(Exercise details): In the material below, the required lines run from the one containing "pub const DEFAULT_MAX_LINK_TARGET: usize" through the one containing "bytes, over the". Copy those lines exactly, ends included, and nothing else.

(Supplied information):
= Beginning of Section =
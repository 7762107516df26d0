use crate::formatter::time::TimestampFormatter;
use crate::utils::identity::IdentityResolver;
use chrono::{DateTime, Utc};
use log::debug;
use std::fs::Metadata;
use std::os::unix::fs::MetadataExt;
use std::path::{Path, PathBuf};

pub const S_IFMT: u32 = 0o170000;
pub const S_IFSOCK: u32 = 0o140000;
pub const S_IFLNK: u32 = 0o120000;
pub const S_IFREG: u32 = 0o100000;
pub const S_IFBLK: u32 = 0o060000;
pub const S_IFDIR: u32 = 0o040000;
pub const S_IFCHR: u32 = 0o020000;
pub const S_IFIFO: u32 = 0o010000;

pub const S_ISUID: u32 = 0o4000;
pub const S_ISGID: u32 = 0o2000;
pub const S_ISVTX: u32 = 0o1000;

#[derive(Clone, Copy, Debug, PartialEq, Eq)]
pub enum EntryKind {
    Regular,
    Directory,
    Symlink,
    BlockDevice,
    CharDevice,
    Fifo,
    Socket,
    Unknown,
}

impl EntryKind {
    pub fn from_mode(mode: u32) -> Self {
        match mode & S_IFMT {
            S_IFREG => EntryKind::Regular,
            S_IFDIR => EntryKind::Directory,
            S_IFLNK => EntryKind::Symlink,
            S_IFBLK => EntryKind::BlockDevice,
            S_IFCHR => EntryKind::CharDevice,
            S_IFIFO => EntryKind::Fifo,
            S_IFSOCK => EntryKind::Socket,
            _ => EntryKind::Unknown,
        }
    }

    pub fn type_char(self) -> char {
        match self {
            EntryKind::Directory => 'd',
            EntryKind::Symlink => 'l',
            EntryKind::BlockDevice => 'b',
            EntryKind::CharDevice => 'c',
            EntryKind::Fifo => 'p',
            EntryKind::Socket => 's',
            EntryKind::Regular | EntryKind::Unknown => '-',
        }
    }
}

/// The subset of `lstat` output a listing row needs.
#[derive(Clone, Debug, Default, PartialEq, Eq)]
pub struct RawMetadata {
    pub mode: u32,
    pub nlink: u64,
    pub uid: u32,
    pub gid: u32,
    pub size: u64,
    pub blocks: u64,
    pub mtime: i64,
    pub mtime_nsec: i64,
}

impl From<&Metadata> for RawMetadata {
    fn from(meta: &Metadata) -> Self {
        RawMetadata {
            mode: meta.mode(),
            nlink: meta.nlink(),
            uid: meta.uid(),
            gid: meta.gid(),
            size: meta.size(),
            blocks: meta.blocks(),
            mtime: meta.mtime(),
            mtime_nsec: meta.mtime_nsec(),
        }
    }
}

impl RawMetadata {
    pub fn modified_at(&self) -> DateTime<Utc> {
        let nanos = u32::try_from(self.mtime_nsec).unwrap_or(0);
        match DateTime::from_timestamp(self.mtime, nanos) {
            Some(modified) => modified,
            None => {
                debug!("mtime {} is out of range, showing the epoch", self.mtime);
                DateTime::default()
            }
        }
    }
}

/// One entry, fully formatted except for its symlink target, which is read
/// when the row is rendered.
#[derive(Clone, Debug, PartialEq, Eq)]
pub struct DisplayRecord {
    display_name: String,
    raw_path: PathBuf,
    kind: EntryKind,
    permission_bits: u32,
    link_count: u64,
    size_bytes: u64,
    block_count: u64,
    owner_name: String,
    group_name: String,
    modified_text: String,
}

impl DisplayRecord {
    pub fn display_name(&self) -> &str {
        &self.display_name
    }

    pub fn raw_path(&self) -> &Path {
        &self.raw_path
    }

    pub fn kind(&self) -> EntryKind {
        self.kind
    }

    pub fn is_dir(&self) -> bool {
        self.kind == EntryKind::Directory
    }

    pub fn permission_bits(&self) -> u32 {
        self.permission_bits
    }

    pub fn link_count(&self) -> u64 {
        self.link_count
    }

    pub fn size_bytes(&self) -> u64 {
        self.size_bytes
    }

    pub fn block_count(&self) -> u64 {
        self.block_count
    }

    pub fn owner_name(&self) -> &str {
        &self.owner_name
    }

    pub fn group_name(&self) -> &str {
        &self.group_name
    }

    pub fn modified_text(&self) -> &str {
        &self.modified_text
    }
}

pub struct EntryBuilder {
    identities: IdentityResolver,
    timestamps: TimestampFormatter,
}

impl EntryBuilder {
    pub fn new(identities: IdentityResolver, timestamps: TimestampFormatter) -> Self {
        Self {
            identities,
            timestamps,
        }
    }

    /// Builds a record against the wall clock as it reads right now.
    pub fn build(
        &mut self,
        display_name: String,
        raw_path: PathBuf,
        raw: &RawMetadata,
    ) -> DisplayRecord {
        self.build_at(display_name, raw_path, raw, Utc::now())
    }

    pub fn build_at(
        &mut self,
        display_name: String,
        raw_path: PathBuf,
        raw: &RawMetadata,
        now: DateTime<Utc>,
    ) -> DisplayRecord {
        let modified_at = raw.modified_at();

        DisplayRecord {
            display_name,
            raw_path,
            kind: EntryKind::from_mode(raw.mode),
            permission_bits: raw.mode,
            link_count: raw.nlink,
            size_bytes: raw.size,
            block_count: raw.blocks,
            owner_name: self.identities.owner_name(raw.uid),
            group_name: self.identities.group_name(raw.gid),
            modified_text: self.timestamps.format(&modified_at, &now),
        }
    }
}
= End of Section =
= Beginning of Section =
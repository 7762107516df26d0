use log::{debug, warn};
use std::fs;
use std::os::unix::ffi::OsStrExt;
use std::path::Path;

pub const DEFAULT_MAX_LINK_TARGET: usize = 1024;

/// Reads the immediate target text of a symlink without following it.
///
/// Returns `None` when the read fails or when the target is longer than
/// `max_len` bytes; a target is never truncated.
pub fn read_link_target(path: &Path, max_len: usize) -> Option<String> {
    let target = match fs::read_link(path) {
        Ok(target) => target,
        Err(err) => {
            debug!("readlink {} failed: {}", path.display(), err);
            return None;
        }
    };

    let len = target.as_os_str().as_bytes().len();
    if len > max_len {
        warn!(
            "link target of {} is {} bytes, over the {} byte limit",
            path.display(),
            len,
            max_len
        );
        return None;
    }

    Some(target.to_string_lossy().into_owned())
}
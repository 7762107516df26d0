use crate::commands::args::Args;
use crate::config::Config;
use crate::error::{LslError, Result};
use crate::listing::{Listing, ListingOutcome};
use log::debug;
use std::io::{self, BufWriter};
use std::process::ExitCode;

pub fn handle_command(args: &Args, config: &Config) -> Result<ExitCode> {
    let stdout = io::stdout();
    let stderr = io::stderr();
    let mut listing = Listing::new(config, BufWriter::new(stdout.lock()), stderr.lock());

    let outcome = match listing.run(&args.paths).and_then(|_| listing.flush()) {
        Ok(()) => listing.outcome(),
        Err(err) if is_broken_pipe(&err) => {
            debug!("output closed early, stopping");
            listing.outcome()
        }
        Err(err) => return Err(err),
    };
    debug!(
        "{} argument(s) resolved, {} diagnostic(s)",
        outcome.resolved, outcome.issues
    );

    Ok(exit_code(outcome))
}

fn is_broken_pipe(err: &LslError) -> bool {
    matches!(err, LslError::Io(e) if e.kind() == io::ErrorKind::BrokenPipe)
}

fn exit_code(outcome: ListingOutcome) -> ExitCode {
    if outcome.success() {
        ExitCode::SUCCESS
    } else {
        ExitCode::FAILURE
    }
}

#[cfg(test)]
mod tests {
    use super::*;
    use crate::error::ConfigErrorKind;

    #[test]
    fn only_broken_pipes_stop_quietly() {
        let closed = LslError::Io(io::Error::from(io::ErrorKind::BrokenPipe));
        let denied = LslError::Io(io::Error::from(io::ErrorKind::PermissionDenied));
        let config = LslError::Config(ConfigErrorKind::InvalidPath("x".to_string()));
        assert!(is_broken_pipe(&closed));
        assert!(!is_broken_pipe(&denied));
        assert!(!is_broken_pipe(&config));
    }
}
= End of Section =
(Solution to this exercise):
pub const DEFAULT_MAX_LINK_TARGET: usize = 1024;

/// Reads the immediate target text of a symlink without following it.
///
/// Returns `None` when the read fails or when the target is longer than
/// `max_len` bytes; a target is never truncated.
pub fn read_link_target(path: &Path, max_len: usize) -> Option<String> {
    let target = match fs::read_link(path) {
        Ok(target) => target,
        Err(err) => {
            debug!("readlink {} failed: {}", path.display(), err);
            return None;
        }
    };

    let len = target.as_os_str().as_bytes().len();
    if len > max_len {
        warn!(
            "link target of {} is {} bytes, over the {} byte limit",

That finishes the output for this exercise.